Questions about creative ownership, privacy, cybersecurity, and risk require serious consideration from every company adopting AI. Just half of companies have AI guardrails in place, opening the doors to individual employee interpretations of fair use. 

Many global leaders are developing responsible AI (RAI) principles to plan for ethical questions and emerging policies and regulations. When CEOs participate in RAI planning, businesses realize 58% more business benefits.

3. Regulation

Even fewer companies (38%) are planning ahead for AI regulation. The EU AI Act took effect on August 1, 2024, marking the first big legislation governing AI use — and certainly not the last. 

Taking a wait-and-see approach isn’t an option for a competitive business. Instead, consider setting up a steering group to monitor regulation, anticipate challenges, and share guidelines within the organization. 
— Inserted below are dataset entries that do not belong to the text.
//! Log setup for the binary.
//!
//! The terminal belongs to the game frame, so records go to a file in the
//! OS temp directory instead of stderr.

use std::path::{Path, PathBuf};
use std::time::Instant;

use anyhow::{Context, Result};
use log::LevelFilter;

/// Default log file location.
pub fn default_log_path() -> PathBuf {
    std::env::temp_dir().join("blockfall.log")
}

/// Build the dispatcher without installing it.
pub fn dispatch(level: LevelFilter) -> fern::Dispatch {
    let started = Instant::now();
    fern::Dispatch::new()
        .format(move |out, message, record| {
            out.finish(format_args!(
                "[{:>8.3}s {:<5} {}] {}",
                started.elapsed().as_secs_f64(),
                record.level(),
                record.target(),
                message
            ))
        })
        .level(level)
}

/// Install a file logger at `path`.
pub fn init(path: &Path, level: LevelFilter) -> Result<()> {
    let file = fern::log_file(path)
        .with_context(|| format!("opening log file {}", path.display()))?;
    dispatch(level)
        .chain(file)
        .apply()
        .context("installing logger")?;
    Ok(())
}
How to achieve better work (and happier teams) with AI

It’s clear that AI can help us work faster. Azeem Azhar calls this the “cognitive productivity pill.” However, if you think the end goal of AI is to cut time or costs by 15%, you’ve missed the point. Don’t make the mistake of filling freed-up time with more of the same work. 

Instead, think about how you can reinvent work at its core and make it more meaningful. Most professionals using AI say it lets them spend more time on the creative aspects of their job (83%), and on the parts of their job they enjoy the most (83%). AI’s full potential means empowering humans to improve our work quality, make better decisions, and be more creative. 

This shift has the potential to solve a big problem in workforces today: employee disengagement. A survey by Chief Executive found that employee retention and engagement is the top issue worrying CEOs in 2024. When people are bored or don’t like their work, they may quit.

AI can be a tool to improve attrition, not reduce headcount. Eighty-two percent of executives surveyed by Deloitte expect AI to increase employee engagement. Another 68% are retraining and upskilling employees to take on AI roles. With AI, we can find ways to reduce repetitive tasks and help employees engage in more meaningful, collaborative, and creative work.

How a thoughtful AI strategy can transform work

Paraphrasing researcher Roy Amara, we tend to overestimate the effect of a technology in the short term but underestimate it in the long term. As we stand at the precipice of enormous change, it’s clear that AI’s promise extends far beyond efficiency gains. While we don’t know what the autonomous future will look like, we know it will be exciting and new. So, let’s take the opportunity to lean into it, experiment with new ideas, and unlock opportunities for creativity and better work.